LangFair is a Python library for conducting bias and fairness assessments of large language model (LLM) use cases. This repository includes a framework for [choosing bias and fairness metrics](https://github.com/cvs-health/langfair/tree/main#choosing-bias-and-fairness-metrics-for-an-llm-use-case), [demo notebooks](https://github.com/cvs-health/langfair/tree/main/examples), and a LLM bias and fairness [technical playbook](https://arxiv.org/abs/2407.10853) containing a thorough discussion of LLM bias and fairness risks, evaluation metrics, and best practices.

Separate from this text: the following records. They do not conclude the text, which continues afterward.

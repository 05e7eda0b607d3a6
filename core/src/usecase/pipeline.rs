use chrono::NaiveDate;

use crate::error::Result;
use crate::model::strategy::SortMode;
use crate::model::task::Task;
use crate::repository::TaskRepository;
use crate::service::archive_service::split_archive;
use crate::service::recurrence_service::expand_recurring;
use crate::service::task_service::sort_by_mode;

/// A full maintenance run over the task list.
#[derive(Debug, Clone, PartialEq)]
pub enum Command {
    /// Recurse (optional), sort, then move done tasks out (optional).
    Sort {
        mode: String,
        recurse: bool,
        archive: bool,
    },
    /// Recurse (optional), then move done tasks out.
    Archive { recurse: bool },
    /// Recurse, move done tasks out, sort what is left.
    Clean { mode: String },
}

/// What a run hands back to the writer.
#[derive(Debug, Default, PartialEq)]
pub struct Outcome {
    pub tasks: Vec<Task>,
    /// Done tasks to append to the archive, when the command archives.
    pub archived: Option<Vec<Task>>,
}

/// Run `command` over `tasks`. The sort mode is checked before anything else
/// happens, so an invalid mode never leaves a half-processed list behind.
pub fn run(command: &Command, tasks: Vec<Task>, today: NaiveDate) -> Result<Outcome> {
    let outcome = match command {
        Command::Sort {
            mode,
            recurse,
            archive,
        } => {
            let mode = SortMode::parse(mode)?;
            let tasks = recurse_if(tasks, *recurse, today);
            let tasks = sort_by_mode(tasks, &mode);
            if *archive {
                let (active, done) = split_archive(tasks);
                Outcome {
                    tasks: active,
                    archived: Some(done),
                }
            } else {
                Outcome {
                    tasks,
                    archived: None,
                }
            }
        }
        Command::Archive { recurse } => {
            let (active, done) = split_archive(recurse_if(tasks, *recurse, today));
            Outcome {
                tasks: active,
                archived: Some(done),
            }
        }
        Command::Clean { mode } => {
            let mode = SortMode::parse(mode)?;
            let (active, done) = split_archive(expand_recurring(tasks, today));
            Outcome {
                tasks: sort_by_mode(active, &mode),
                archived: Some(done),
            }
        }
    };
    Ok(outcome)
}

/// Load, run and store in one go.
pub fn run_with_repository<R: TaskRepository>(
    repo: &R,
    command: &Command,
    today: NaiveDate,
) -> Result<Outcome> {
    let tasks = repo.load(today)?;
    let outcome = run(command, tasks, today)?;
    repo.save(&outcome.tasks)?;
    if let Some(archived) = &outcome.archived {
        repo.append_archive(archived)?;
    }
    Ok(outcome)
}

fn recurse_if(tasks: Vec<Task>, recurse: bool, today: NaiveDate) -> Vec<Task> {
    if recurse {
        expand_recurring(tasks, today).collect()
    } else {
        tasks
    }
}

Please refer to our [documentation site](https://cvs-health.github.io/langfair/) for more details on how to use LangFair.

#### Why LangFair?
Static benchmark assessments, which are typically assumed to be sufficiently representative, often fall short in capturing the risks associated with all possible use cases of LLMs. These models are increasingly used in various applications, including recommendation systems, classification, text generation, and summarization. However, evaluating these models without considering use-case-specific prompts can lead to misleading assessments of their performance, especially regarding bias and fairness risks.
 
LangFair addresses this gap by adopting a Bring Your Own Prompts (BYOP) approach, allowing users to tailor bias and fairness evaluations to their specific use cases. This ensures that the metrics computed reflect the true performance of the LLMs in real-world scenarios, where prompt-specific risks are critical. Additionally, LangFair's focus is on output-based metrics that are practical for governance audits and real-world testing, without needing access to internal model states.

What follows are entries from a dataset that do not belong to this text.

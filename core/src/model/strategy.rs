use std::cmp::Ordering;

use crate::error::{Result, TodoError};
use crate::model::task::Task;

/// One column of a composite sort, selected by a single mode letter.
#[derive(Debug, Clone, Copy, PartialEq, Eq)]
pub enum SortKey {
    Status,
    Overdue,
    Threshold,
    Project,
    Priority,
    Context,
    Text,
}

impl SortKey {
    pub fn from_code(code: char) -> Option<Self> {
        match code {
            's' => Some(SortKey::Status),
            'd' => Some(SortKey::Overdue),
            't' => Some(SortKey::Threshold),
            'p' => Some(SortKey::Project),
            'P' => Some(SortKey::Priority),
            'c' => Some(SortKey::Context),
            'T' => Some(SortKey::Text),
            _ => None,
        }
    }

    pub fn compare(self, a: &Task, b: &Task) -> Ordering {
        match self {
            SortKey::Status => a.status.letter().cmp(&b.status.letter()),
            SortKey::Overdue => a.overdue_offset.cmp(&b.overdue_offset),
            SortKey::Threshold => a.over_threshold_offset.cmp(&b.over_threshold_offset),
            SortKey::Project => missing_last(a.project.as_deref(), b.project.as_deref()),
            SortKey::Priority => missing_last(a.priority, b.priority),
            SortKey::Context => missing_last(a.context.as_deref(), b.context.as_deref()),
            SortKey::Text => a.text().cmp(b.text()),
        }
    }
}

// Absent values behave like a maximum sentinel.
fn missing_last<T: Ord>(a: Option<T>, b: Option<T>) -> Ordering {
    match (a, b) {
        (Some(a), Some(b)) => a.cmp(&b),
        (Some(_), None) => Ordering::Less,
        (None, Some(_)) => Ordering::Greater,
        (None, None) => Ordering::Equal,
    }
}

/// A validated sort mode: the recognised letters of a mode string, in order.
#[derive(Debug, Clone, PartialEq, Eq)]
pub struct SortMode {
    keys: Vec<SortKey>,
}

impl SortMode {
    /// Unknown letters are dropped. A mode with no known letter at all is an error.
    pub fn parse(mode: &str) -> Result<Self> {
        let keys: Vec<SortKey> = mode.chars().filter_map(SortKey::from_code).collect();
        if keys.is_empty() {
            return Err(TodoError::InvalidSortMode(mode.to_string()));
        }
        Ok(Self { keys })
    }

    pub fn keys(&self) -> &[SortKey] {
        &self.keys
    }

    /// Lexicographic comparison over the selected keys.
    pub fn compare(&self, a: &Task, b: &Task) -> Ordering {
        self.keys
            .iter()
            .map(|key| key.compare(a, b))
            .find(|ord| ord.is_ne())
            .unwrap_or(Ordering::Equal)
    }
}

#### Supported Bias and Fairness Metrics
Bias and fairness metrics offered by LangFair are grouped into several categories. The full suite of metrics is displayed below.

##### Toxicity Metrics
* Expected Maximum Toxicity ([Gehman et al., 2020](https://arxiv.org/abs/2009.11462))
* Toxicity Probability ([Gehman et al., 2020](https://arxiv.org/abs/2009.11462))
* Toxic Fraction ([Liang et al., 2023](https://arxiv.org/abs/2211.09110))

##### Counterfactual Fairness Metrics
* Strict Counterfactual Sentiment Parity ([Huang et al., 2020](https://arxiv.org/abs/1911.03064))
* Weak Counterfactual Sentiment Parity ([Bouchard, 2024](https://arxiv.org/abs/2407.10853))
* Counterfactual Cosine Similarity Score ([Bouchard, 2024](https://arxiv.org/abs/2407.10853))
* Counterfactual BLEU ([Bouchard, 2024](https://arxiv.org/abs/2407.10853))
* Counterfactual ROUGE-L ([Bouchard, 2024](https://arxiv.org/abs/2407.10853))

##### Stereotype Metrics
* Stereotypical Associations ([Liang et al., 2023](https://arxiv.org/abs/2211.09110))
* Co-occurrence Bias Score ([Bordia & Bowman, 2019](https://arxiv.org/abs/1904.03035))
* Stereotype classifier metrics ([Zekun et al., 2023](https://arxiv.org/abs/2311.14126), [Bouchard, 2024](https://arxiv.org/abs/2407.10853))

##### Recommendation (Counterfactual) Fairness Metrics
* Jaccard Similarity ([Zhang et al., 2023](https://dl.acm.org/doi/10.1145/3604915.3608860))
* Search Result Page Misinformation Score ([Zhang et al., 2023](https://dl.acm.org/doi/10.1145/3604915.3608860))
* Pairwise Ranking Accuracy Gap ([Zhang et al., 2023](https://dl.acm.org/doi/10.1145/3604915.3608860))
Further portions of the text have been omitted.